Hi, I’m Zaijing Li (李在京 in Chinese). I’m currently working toward the Ph.D. degree with the School of Computer Science and Technology, Harbin Institute of Technology (Shenzhen), advised by Prof. Liqiang Nie, and I collaborate closely with Prof. Rui Shao and Prof. Dongmei Jiang. Prior to my Ph.D., I received a Master’s degree in Computer Science and Technology from Central South University in 2023, advised by Prof. Ming Zhao and Prof. Fengxiao Tang, and a Bachelor’s degree in Electronic Information Science and Technology from Central South University in 2020. My research interests predominantly lie in the fields of multimodal large language model, reinforcement learning, and open world agents.

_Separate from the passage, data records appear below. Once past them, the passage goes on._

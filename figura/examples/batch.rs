//! Render a small batch end to end.
//!
//! This demonstrates:
//! 1. A sandboxed executor shared by the code renderers
//! 2. A logging store layer and upload retry tuned through `PipelineConfig`
//! 3. The AI image tier when `OPENAI_API_KEY` is set
//! 4. An observer printing every attempt
//! 5. A batch deadline
//!
//! Run with `cargo run --example batch`. Python with
//! matplotlib, schemdraw and networkx must be on `PATH` for the code tiers to
//! succeed; without them every spec still resolves, just to an absence.

use async_trait::async_trait;
use figura::prelude::*;
use figura::{RenderAttempt, SpecContext};
use std::sync::Arc;
use std::time::Duration;

#[derive(Debug)]
struct PrintAttempts;

#[async_trait]
impl RenderObserver for PrintAttempts {
    fn name(&self) -> &str {
        "print-attempts"
    }

    async fn on_attempt(
        &self,
        ctx: &SpecContext,
        attempt: &RenderAttempt,
    ) -> std::result::Result<(), FiguraError> {
        println!(
            "  q{} {:<8} {:<13} {:>6}ms {:?} {}",
            ctx.question_index,
            attempt.tier.as_str(),
            attempt.renderer,
            attempt.duration_ms,
            attempt.outcome,
            attempt.error_detail.as_deref().unwrap_or("")
        );
        Ok(())
    }
}

fn specs(assignment_id: &str) -> Vec<DiagramSpec> {
    vec![
        DiagramSpec::new(assignment_id, 0, DiagramType::Plot, "Parabola y = x^2").with_code(
            "x = np.linspace(-3, 3, 200)\n\
             plt.plot(x, x ** 2)\n\
             plt.title('y = x^2')\n\
             plt.grid(True)",
        ),
        DiagramSpec::new(assignment_id, 1, DiagramType::Circuit, "Series RC circuit").with_code(
            "with schemdraw.Drawing(file=OUTPUT_PATH) as d:\n\
             \x20   d += elm.SourceV().label('5V')\n\
             \x20   d += elm.Resistor().right().label('1k')\n\
             \x20   d += elm.Capacitor().down().label('10uF')\n\
             \x20   d += elm.Line().left()",
        ),
        DiagramSpec::new(assignment_id, 2, DiagramType::Tree, "Binary search tree")
            .with_code(
                "g = nx.balanced_tree(2, 2)\n\
                 nx.draw(g, with_labels=True, node_color='lightblue')",
            )
            .with_svg_markup(
                r#"<svg xmlns="http://www.w3.org/2000/svg" width="120" height="80">
                     <circle cx="60" cy="15" r="10" fill="steelblue"/>
                     <circle cx="30" cy="60" r="10" fill="steelblue"/>
                     <circle cx="90" cy="60" r="10" fill="steelblue"/>
                     <line x1="60" y1="25" x2="30" y2="50" stroke="black"/>
                     <line x1="60" y1="25" x2="90" y2="50" stroke="black"/>
                   </svg>"#,
            ),
        // Rejected by the static scan before any process starts
        DiagramSpec::new(assignment_id, 3, DiagramType::Plot, "Directory listing")
            .with_code("import os\nprint(os.listdir('/'))"),
        DiagramSpec::new(assignment_id, 4, DiagramType::Svg, "Unit square").with_code(
            r#"<svg xmlns="http://www.w3.org/2000/svg" width="50" height="50">
                 <rect x="5" y="5" width="40" height="40" fill="none" stroke="black"/>
               </svg>"#,
        ),
    ]
}

#[tokio::main]
async fn main() -> anyhow::Result<()> {
    tracing_subscriber::fmt::init();

    let executor = Arc::new(SandboxExecutor::new(
        SandboxConfig::default().with_timeout(Duration::from_secs(20)),
    )?);
    let logging = LoggingLayer::new();

    let store = MemoryStore::new("https://cdn.example.com/diagrams");
    let config = PipelineConfig::default()
        .with_concurrency(3)
        .with_upload_retry(UploadRetryPolicy::default().with_max_retries(5));
    let mut builder = Pipeline::builder(store.clone())
        .store_layer(LoggingLayer::new())
        .layered_renderer(CodeRenderer::plot(executor.clone()), &logging)
        .layered_renderer(CodeRenderer::circuit(executor.clone()), &logging)
        .layered_renderer(CodeRenderer::graph(executor.clone()), &logging)
        .layered_renderer(SvgRenderer::new(), &logging)
        .observer(Arc::new(PrintAttempts))
        .config(config);

    match OpenAiImageBuilder::from_env().build() {
        Ok(renderer) => builder = builder.layered_renderer(renderer, &logging),
        Err(e) => println!("AI image tier disabled: {}", e),
    }
    let pipeline = builder.finish();

    println!("Rendering batch...");
    let result = pipeline
        .generate_batch(
            specs("asg-demo"),
            BatchOptions::new().with_deadline(Duration::from_secs(120)),
        )
        .await;

    println!(
        "\n{}/{} diagrams rendered, {} objects stored, {} sandbox processes spawned",
        result.rendered_count(),
        result.len(),
        store.len(),
        executor.spawned_processes()
    );
    println!("{}", serde_json::to_string_pretty(&result)?);

    Ok(())
}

I’m currently exploring internship and collaboration opportunities in open-world agent research. Please feel free to contact me if you’re interested.

Page Views

🔥 News

  • 2025.06:  🎉🎉 We propose a new generation of generalist agent in Minecraft, Optimus-3, which integrates planning, perception, grounding, action, and reflection within an end-to-end architecture.
  • 2025.06:  🎉🎉 We have released a new member of the cybertron agent family, Mirage-1, a GUI agent that improves performance in online environments.
  • 2025.02:  🎉🎉 Our work on open-world agents, Optimus-2, has been accepted by CVPR 2025!
  • 2024.09:  🎉🎉 Our work on open-world agents, Optimus-1, has been accepted by NeurIPS 2024!
  • 2024.06:  🎉🎉 We win the first place of EgoSchema track in CVPR 2024 Ego4D Challenge!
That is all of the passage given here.